## Requirement
Exactly how many lines in the entries contain "Subcommand"? Give that number alone.

+ + +

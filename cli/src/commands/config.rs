// Copyright (c) 2026 SpendLens Contributors
// SPDX-License-Identifier: AGPL-3.0

//! Configuration management commands
//!
//! Commands: show, validate, generate

use anyhow::{Context, Result};
use clap::Subcommand;
use colored::Colorize;
use std::path::PathBuf;

use spendlens_core::domain::config::{CategorizerConfig, ProviderConfig};

const MINIMAL_TEMPLATE: &str = include_str!("../../templates/config-minimal.yaml");
const EXAMPLES_TEMPLATE: &str = include_str!("../../templates/config-with-examples.yaml");

#[derive(Subcommand)]
pub enum ConfigCommand {
    /// Show current configuration
    Show {
        /// Show config file paths checked
        #[arg(long)]
        paths: bool,

        /// Print the effective configuration as YAML
        #[arg(long)]
        yaml: bool,
    },

    /// Validate configuration file
    Validate {
        /// Path to config file (default: discover)
        #[arg(value_name = "FILE")]
        file: Option<PathBuf>,
    },

    /// Generate sample configuration
    Generate {
        /// Output path
        #[arg(short, long, default_value = "./spendlens-config.yaml")]
        output: PathBuf,

        /// Include examples and comments
        #[arg(long)]
        examples: bool,
    },
}

pub async fn handle_command(command: ConfigCommand, config_override: Option<PathBuf>) -> Result<()> {
    match command {
        ConfigCommand::Show { paths, yaml } => show(config_override, paths, yaml).await,
        ConfigCommand::Validate { file } => validate(file.or(config_override)).await,
        ConfigCommand::Generate { output, examples } => generate(output, examples).await,
    }
}

async fn show(config_override: Option<PathBuf>, show_paths: bool, as_yaml: bool) -> Result<()> {
    let config = CategorizerConfig::load_or_default(config_override.clone())
        .context("Failed to load configuration")?;

    if as_yaml {
        print!("{}", serde_yaml::to_string(&config)?);
        return Ok(());
    }

    if show_paths {
        println!("{}", "Configuration discovery paths:".bold());
        if let Some(path) = &config_override {
            println!("  1. --config flag: {}", path.display());
        } else {
            println!("  1. --config flag: {}", "(not set)".dimmed());
        }
        println!(
            "  2. SPENDLENS_CONFIG_PATH: {}",
            std::env::var("SPENDLENS_CONFIG_PATH")
                .unwrap_or_else(|_| "(not set)".to_string())
                .dimmed()
        );
        println!("  3. ./spendlens-config.yaml");
        println!("  4. ~/.spendlens/config.yaml");
        println!("  5. /etc/spendlens/config.yaml");
        println!();
    }

    let spec = &config.spec;
    println!("{}", "Current configuration:".bold());
    println!();

    println!("{}", "Storage:".bold());
    println!("  Backend: {:?}", spec.storage.backend);
    if let Some(url) = &spec.storage.database_url {
        println!("  Database URL: {}", redact(url));
    }
    println!();

    println!("{}", "Providers:".bold());
    print_provider("Chat", spec.providers.chat.as_ref());
    print_provider("Embedding", spec.providers.embedding.as_ref());
    println!(
        "  Retry: {} attempts, {}ms base delay (max {}ms, jitter {}ms), {}ms per attempt",
        spec.retry.max_attempts,
        spec.retry.base_delay_ms,
        spec.retry.max_delay_ms,
        spec.retry.jitter_ms,
        spec.retry.attempt_timeout_ms
    );
    println!();

    println!("{}", "Waterfall:".bold());
    println!("  Similarity threshold: {}", spec.waterfall.similarity_threshold);
    println!("  Promotion threshold: {}", spec.waterfall.promotion_threshold);
    match spec.waterfall.deadline_ms {
        Some(ms) => println!("  Deadline: {}ms", ms),
        None => println!("  Deadline: {}", "(none)".dimmed()),
    }
    println!(
        "  Reference: {} categories, {} MCC codes",
        spec.reference.categories.len(),
        spec.reference.mcc.len()
    );
    println!();

    Ok(())
}

fn print_provider(slot: &str, provider: Option<&ProviderConfig>) {
    match provider {
        Some(p) => {
            let state = if p.enabled { "" } else { " [disabled]" };
            println!("  {}: {:?} {}{}", slot, p.provider_type, p.model, state);
            if !p.endpoint.is_empty() {
                println!("    Endpoint: {}", p.endpoint);
            }
        }
        None => println!("  {}: {}", slot, "(none)".dimmed()),
    }
}

/// Hide credentials embedded in a connection string
fn redact(url: &str) -> String {
    match (url.find("://"), url.rfind('@')) {
        (Some(scheme_end), Some(at)) if at > scheme_end => {
            format!("{}://***{}", &url[..scheme_end], &url[at..])
        }
        _ => url.to_string(),
    }
}

async fn validate(config_path: Option<PathBuf>) -> Result<()> {
    println!("Validating configuration...");

    let config = CategorizerConfig::load_or_default(config_path).context("Failed to load configuration")?;

    config.validate().context("Configuration validation failed")?;

    println!("{}", "✓ Configuration is valid".green());

    Ok(())
}

async fn generate(output: PathBuf, with_examples: bool) -> Result<()> {
    let sample = if with_examples {
        EXAMPLES_TEMPLATE
    } else {
        MINIMAL_TEMPLATE
    };

    std::fs::write(&output, sample).with_context(|| format!("Failed to write config to {:?}", output))?;

    println!("{}", format!("✓ Configuration generated: {}", output.display()).green());

    Ok(())
}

+ + +

## Task solution
2